Write the records out again. Match them exactly.

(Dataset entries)

________________________

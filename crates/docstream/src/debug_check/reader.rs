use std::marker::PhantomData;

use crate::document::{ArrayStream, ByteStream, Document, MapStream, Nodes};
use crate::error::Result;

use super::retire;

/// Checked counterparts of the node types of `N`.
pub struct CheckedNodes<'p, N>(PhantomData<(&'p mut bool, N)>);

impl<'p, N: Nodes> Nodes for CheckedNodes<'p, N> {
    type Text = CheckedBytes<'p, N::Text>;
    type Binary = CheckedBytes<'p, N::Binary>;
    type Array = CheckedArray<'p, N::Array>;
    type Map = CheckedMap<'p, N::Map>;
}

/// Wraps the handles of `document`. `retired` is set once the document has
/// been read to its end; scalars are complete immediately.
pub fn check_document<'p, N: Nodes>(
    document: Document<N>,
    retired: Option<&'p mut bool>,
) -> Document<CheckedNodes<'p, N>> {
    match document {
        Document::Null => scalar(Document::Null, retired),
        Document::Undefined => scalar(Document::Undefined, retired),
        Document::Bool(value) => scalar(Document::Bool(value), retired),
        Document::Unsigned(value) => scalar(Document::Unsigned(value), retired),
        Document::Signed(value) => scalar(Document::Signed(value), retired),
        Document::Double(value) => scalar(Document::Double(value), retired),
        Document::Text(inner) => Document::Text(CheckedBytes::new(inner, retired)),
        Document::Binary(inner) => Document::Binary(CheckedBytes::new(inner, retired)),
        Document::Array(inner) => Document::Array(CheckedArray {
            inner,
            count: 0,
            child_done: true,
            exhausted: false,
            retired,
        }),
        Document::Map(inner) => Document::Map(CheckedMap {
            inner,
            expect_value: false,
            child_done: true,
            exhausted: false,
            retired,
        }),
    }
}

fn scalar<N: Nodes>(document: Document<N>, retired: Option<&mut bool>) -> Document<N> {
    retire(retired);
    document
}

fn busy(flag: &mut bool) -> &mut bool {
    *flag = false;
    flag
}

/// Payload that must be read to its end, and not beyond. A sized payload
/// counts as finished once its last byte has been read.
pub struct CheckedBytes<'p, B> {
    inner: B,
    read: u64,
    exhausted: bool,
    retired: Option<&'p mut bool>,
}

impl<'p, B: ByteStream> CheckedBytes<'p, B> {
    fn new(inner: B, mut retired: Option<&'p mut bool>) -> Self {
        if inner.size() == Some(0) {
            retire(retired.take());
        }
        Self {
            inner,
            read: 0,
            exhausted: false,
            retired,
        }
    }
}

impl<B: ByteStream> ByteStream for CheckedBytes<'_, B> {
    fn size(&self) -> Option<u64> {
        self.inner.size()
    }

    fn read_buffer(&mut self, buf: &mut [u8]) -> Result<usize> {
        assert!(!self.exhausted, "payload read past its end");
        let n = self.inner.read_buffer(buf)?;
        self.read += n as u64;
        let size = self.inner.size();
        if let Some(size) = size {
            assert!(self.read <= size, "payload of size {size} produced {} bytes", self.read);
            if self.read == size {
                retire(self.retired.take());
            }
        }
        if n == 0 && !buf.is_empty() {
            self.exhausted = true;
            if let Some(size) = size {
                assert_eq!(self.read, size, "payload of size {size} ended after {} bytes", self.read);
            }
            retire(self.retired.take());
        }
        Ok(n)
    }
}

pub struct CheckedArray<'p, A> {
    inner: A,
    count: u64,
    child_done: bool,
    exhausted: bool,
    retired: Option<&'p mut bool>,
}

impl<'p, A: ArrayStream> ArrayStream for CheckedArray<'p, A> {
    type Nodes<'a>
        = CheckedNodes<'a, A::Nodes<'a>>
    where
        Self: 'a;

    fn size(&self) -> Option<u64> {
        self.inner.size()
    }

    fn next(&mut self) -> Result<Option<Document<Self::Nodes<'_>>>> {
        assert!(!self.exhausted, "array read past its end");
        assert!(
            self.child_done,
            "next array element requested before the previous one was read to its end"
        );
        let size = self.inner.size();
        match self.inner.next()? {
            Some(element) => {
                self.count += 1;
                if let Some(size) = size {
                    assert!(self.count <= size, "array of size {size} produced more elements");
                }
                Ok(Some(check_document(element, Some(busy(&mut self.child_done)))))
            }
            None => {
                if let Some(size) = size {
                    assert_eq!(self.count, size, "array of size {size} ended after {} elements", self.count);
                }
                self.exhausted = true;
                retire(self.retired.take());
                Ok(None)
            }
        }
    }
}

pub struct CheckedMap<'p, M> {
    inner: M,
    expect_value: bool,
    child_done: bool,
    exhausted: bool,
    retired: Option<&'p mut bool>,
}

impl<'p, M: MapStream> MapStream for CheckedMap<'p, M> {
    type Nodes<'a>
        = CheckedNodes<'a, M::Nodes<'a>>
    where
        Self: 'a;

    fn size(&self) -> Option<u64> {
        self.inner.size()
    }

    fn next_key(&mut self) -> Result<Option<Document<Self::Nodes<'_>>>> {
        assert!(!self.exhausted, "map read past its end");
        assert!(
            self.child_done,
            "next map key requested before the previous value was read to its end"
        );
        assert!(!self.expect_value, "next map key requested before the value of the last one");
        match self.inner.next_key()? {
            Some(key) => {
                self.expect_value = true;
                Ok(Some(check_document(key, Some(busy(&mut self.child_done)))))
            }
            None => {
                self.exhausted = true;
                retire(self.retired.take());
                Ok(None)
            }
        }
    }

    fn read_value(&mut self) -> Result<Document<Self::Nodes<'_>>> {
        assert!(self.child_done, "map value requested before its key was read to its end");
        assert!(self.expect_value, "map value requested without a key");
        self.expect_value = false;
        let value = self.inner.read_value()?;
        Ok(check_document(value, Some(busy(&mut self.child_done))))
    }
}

________________________

• **Result**:
filename crates/docstream/src/debug_check/reader.rs
use std::marker::PhantomData;

use crate::document::{ArrayStream, ByteStream, Document, MapStream, Nodes};
use crate::error::Result;

use super::retire;

/// Checked counterparts of the node types of `N`.
pub struct CheckedNodes<'p, N>(PhantomData<(&'p mut bool, N)>);

impl<'p, N: Nodes> Nodes for CheckedNodes<'p, N> {
    type Text = CheckedBytes<'p, N::Text>;
    type Binary = CheckedBytes<'p, N::Binary>;
    type Array = CheckedArray<'p, N::Array>;
    type Map = CheckedMap<'p, N::Map>;
}

/// Wraps the handles of `document`. `retired` is set once the document has
/// been read to its end; scalars are complete immediately.
pub fn check_document<'p, N: Nodes>(
    document: Document<N>,
    retired: Option<&'p mut bool>,
) -> Document<CheckedNodes<'p, N>> {
    match document {
        Document::Null => scalar(Document::Null, retired),
        Document::Undefined => scalar(Document::Undefined, retired),
        Document::Bool(value) => scalar(Document::Bool(value), retired),
        Document::Unsigned(value) => scalar(Document::Unsigned(value), retired),
        Document::Signed(value) => scalar(Document::Signed(value), retired),
        Document::Double(value) => scalar(Document::Double(value), retired),
        Document::Text(inner) => Document::Text(CheckedBytes::new(inner, retired)),
        Document::Binary(inner) => Document::Binary(CheckedBytes::new(inner, retired)),
        Document::Array(inner) => Document::Array(CheckedArray {
            inner,
            count: 0,
            child_done: true,
            exhausted: false,
            retired,
        }),
        Document::Map(inner) => Document::Map(CheckedMap {
            inner,
            expect_value: false,
            child_done: true,
            exhausted: false,
            retired,
        }),
    }
}

fn scalar<N: Nodes>(document: Document<N>, retired: Option<&mut bool>) -> Document<N> {
    retire(retired);
    document
}

fn busy(flag: &mut bool) -> &mut bool {
    *flag = false;
    flag
}

/// Payload that must be read to its end, and not beyond. A sized payload
/// counts as finished once its last byte has been read.
pub struct CheckedBytes<'p, B> {
    inner: B,
    read: u64,
    exhausted: bool,
    retired: Option<&'p mut bool>,
}

impl<'p, B: ByteStream> CheckedBytes<'p, B> {
    fn new(inner: B, mut retired: Option<&'p mut bool>) -> Self {
        if inner.size() == Some(0) {
            retire(retired.take());
        }
        Self {
            inner,
            read: 0,
            exhausted: false,
            retired,
        }
    }
}

impl<B: ByteStream> ByteStream for CheckedBytes<'_, B> {
    fn size(&self) -> Option<u64> {
        self.inner.size()
    }

    fn read_buffer(&mut self, buf: &mut [u8]) -> Result<usize> {
        assert!(!self.exhausted, "payload read past its end");
        let n = self.inner.read_buffer(buf)?;
        self.read += n as u64;
        let size = self.inner.size();
        if let Some(size) = size {
            assert!(self.read <= size, "payload of size {size} produced {} bytes", self.read);
            if self.read == size {
                retire(self.retired.take());
            }
        }
        if n == 0 && !buf.is_empty() {
            self.exhausted = true;
            if let Some(size) = size {
                assert_eq!(self.read, size, "payload of size {size} ended after {} bytes", self.read);
            }
            retire(self.retired.take());
        }
        Ok(n)
    }
}

pub struct CheckedArray<'p, A> {
    inner: A,
    count: u64,
    child_done: bool,
    exhausted: bool,
    retired: Option<&'p mut bool>,
}

impl<'p, A: ArrayStream> ArrayStream for CheckedArray<'p, A> {
    type Nodes<'a>
        = CheckedNodes<'a, A::Nodes<'a>>
    where
        Self: 'a;

    fn size(&self) -> Option<u64> {
        self.inner.size()
    }

    fn next(&mut self) -> Result<Option<Document<Self::Nodes<'_>>>> {
        assert!(!self.exhausted, "array read past its end");
        assert!(
            self.child_done,
            "next array element requested before the previous one was read to its end"
        );
        let size = self.inner.size();
        match self.inner.next()? {
            Some(element) => {
                self.count += 1;
                if let Some(size) = size {
                    assert!(self.count <= size, "array of size {size} produced more elements");
                }
                Ok(Some(check_document(element, Some(busy(&mut self.child_done)))))
            }
            None => {
                if let Some(size) = size {
                    assert_eq!(self.count, size, "array of size {size} ended after {} elements", self.count);
                }
                self.exhausted = true;
                retire(self.retired.take());
                Ok(None)
            }
        }
    }
}

pub struct CheckedMap<'p, M> {
    inner: M,
    expect_value: bool,
    child_done: bool,
    exhausted: bool,
    retired: Option<&'p mut bool>,
}

impl<'p, M: MapStream> MapStream for CheckedMap<'p, M> {
    type Nodes<'a>
        = CheckedNodes<'a, M::Nodes<'a>>
    where
        Self: 'a;

    fn size(&self) -> Option<u64> {
        self.inner.size()
    }

    fn next_key(&mut self) -> Result<Option<Document<Self::Nodes<'_>>>> {
        assert!(!self.exhausted, "map read past its end");
        assert!(
            self.child_done,
            "next map key requested before the previous value was read to its end"
        );
        assert!(!self.expect_value, "next map key requested before the value of the last one");
        match self.inner.next_key()? {
            Some(key) => {
                self.expect_value = true;
                Ok(Some(check_document(key, Some(busy(&mut self.child_done)))))
            }
            None => {
                self.exhausted = true;
                retire(self.retired.take());
                Ok(None)
            }
        }
    }

    fn read_value(&mut self) -> Result<Document<Self::Nodes<'_>>> {
        assert!(self.child_done, "map value requested before its key was read to its end");
        assert!(self.expect_value, "map value requested without a key");
        self.expect_value = false;
        let value = self.inner.read_value()?;
        Ok(check_document(value, Some(busy(&mut self.child_done))))
    }
}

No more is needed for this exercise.